Kuraishia capsulata

Scientific classification
- Kingdom: Fungi
- Division: Ascomycota
- Class: Saccharomycetes
- Order: Saccharomycetales
- Family: Pichiaceae
- Genus: Kuraishia
- Species: K. capsulata
- Binomial name: Kuraishia capsulata (Wickerham) Yamada et al. 1994
- Synonyms: Hansenula capsulata; Pichia capsulata;

= Kuraishia capsulata =

- Genus: Kuraishia
- Species: capsulata
- Authority: (Wickerham) Yamada et al. 1994
- Synonyms: Hansenula capsulata, Pichia capsulata

Kuraishia capsulata is a fungus in the genus Kuraishia that exists as a yeast.

== Taxonomy ==
Upon discovery in 1951, K. capsulata was placed in the genus Hansenula, which was later renamed to Pichia. A 1994 reclassification moved K. capsulata from Pichia and into Kuraishia, making it the first member of the new genus.
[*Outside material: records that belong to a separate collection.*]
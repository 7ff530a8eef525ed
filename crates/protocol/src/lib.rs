//! Wire types shared by the sandbox control plane, the edge router, and the
//! bridge.
//!
//! All `/api/*` traffic is JSON; streaming endpoints are server-sent events
//! where every frame is a single JSON object on a `data:` line. The types here
//! keep the three components in lockstep: one schema crate, no duplicated
//! shapes.

use {
    chrono::{DateTime, SecondsFormat, Utc},
    serde::{Deserialize, Serialize},
};

// ── Constants ────────────────────────────────────────────────────────────────

/// The in-container control-plane port. Never token-validated, never exposable.
pub const CONTROL_PLANE_PORT: u16 = 3000;

/// Default working directory for commands and processes.
pub const DEFAULT_WORKSPACE: &str = "/workspace";

/// Object-store key prefix for snapshots.
pub const SNAPSHOT_KEY_PREFIX: &str = "snapshots/";

/// Edge → sandbox: target user port for proxied (non-control-plane) traffic.
pub const PROXY_PORT_HEADER: &str = "x-warden-proxy-port";

/// Edge → sandbox: port access token accompanying [`PROXY_PORT_HEADER`].
pub const PROXY_TOKEN_HEADER: &str = "x-warden-proxy-token";

/// Sets the sandbox name on first sight; read-only afterwards.
pub const SANDBOX_NAME_HEADER: &str = "x-sandbox-name";

/// Keepalive comment emitted on idle SSE streams.
pub const SSE_KEEPALIVE_TEXT: &str = "keepalive";

// ── Error codes ──────────────────────────────────────────────────────────────

pub mod error_codes {
    pub const VALIDATION_ERROR: &str = "VALIDATION_ERROR";
    pub const SECURITY_VIOLATION: &str = "SECURITY_VIOLATION";
    pub const NOT_FOUND: &str = "NOT_FOUND";
    pub const FILE_NOT_FOUND: &str = "FILE_NOT_FOUND";
    pub const FILE_EXISTS: &str = "FILE_EXISTS";
    pub const PERMISSION_DENIED: &str = "PERMISSION_DENIED";
    pub const FILESYSTEM_ERROR: &str = "FILESYSTEM_ERROR";
    pub const COMMAND_NOT_FOUND: &str = "COMMAND_NOT_FOUND";
    pub const PROCESS_NOT_FOUND: &str = "PROCESS_NOT_FOUND";
    pub const PROCESS_EXISTS: &str = "PROCESS_EXISTS";
    pub const PROCESS_LIMIT: &str = "PROCESS_LIMIT";
    pub const STREAM_LIMIT: &str = "STREAM_LIMIT";
    pub const PORT_ALREADY_EXPOSED: &str = "PORT_ALREADY_EXPOSED";
    pub const PORT_NOT_EXPOSED: &str = "PORT_NOT_EXPOSED";
    pub const INVALID_PORT: &str = "INVALID_PORT";
    pub const INVALID_TOKEN: &str = "INVALID_TOKEN";
    pub const GIT_REPOSITORY_NOT_FOUND: &str = "GIT_REPOSITORY_NOT_FOUND";
    pub const GIT_BRANCH_NOT_FOUND: &str = "GIT_BRANCH_NOT_FOUND";
    pub const GIT_AUTHENTICATION_ERROR: &str = "GIT_AUTHENTICATION_ERROR";
    pub const GIT_NETWORK_ERROR: &str = "GIT_NETWORK_ERROR";
    pub const GIT_CLONE_ERROR: &str = "GIT_CLONE_ERROR";
    pub const INVALID_GIT_URL: &str = "INVALID_GIT_URL";
    pub const SNAPSHOT_ERROR: &str = "SNAPSHOT_ERROR";
    pub const UNAUTHORIZED: &str = "UNAUTHORIZED";
    pub const SANDBOX_UNHEALTHY: &str = "SANDBOX_UNHEALTHY";
    pub const INTERNAL_ERROR: &str = "INTERNAL_ERROR";
}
== Growth and metabolism ==
Cells of K. capsulata have been described as "spherical to ellipsoidal" in shape. Cells produce 1-2 hat-shaped ascospores. No hyphae growth has been observed. Glucose is fermented by K. capsulata, although the species lacks the ability to ferment other carbohydrates, such as lactose and sucrose.

== Ecology ==

Kuraishia capsulata was first isolated from insect frass in multiple tree species and locations, including from jack pine and spruce trees near Wabatongushi Lake, Ontario, as well as from short leaf and loblolly pines in Piney Woods, Mississippi and from ponderosa pines in Santa Barbara County, California. It has also been found in the frass of the weevil Ips typographus in Moscow Oblast, Russia.

Kuraishia capsulata has also been isolated from olive oil produced in the Molise region of Italy.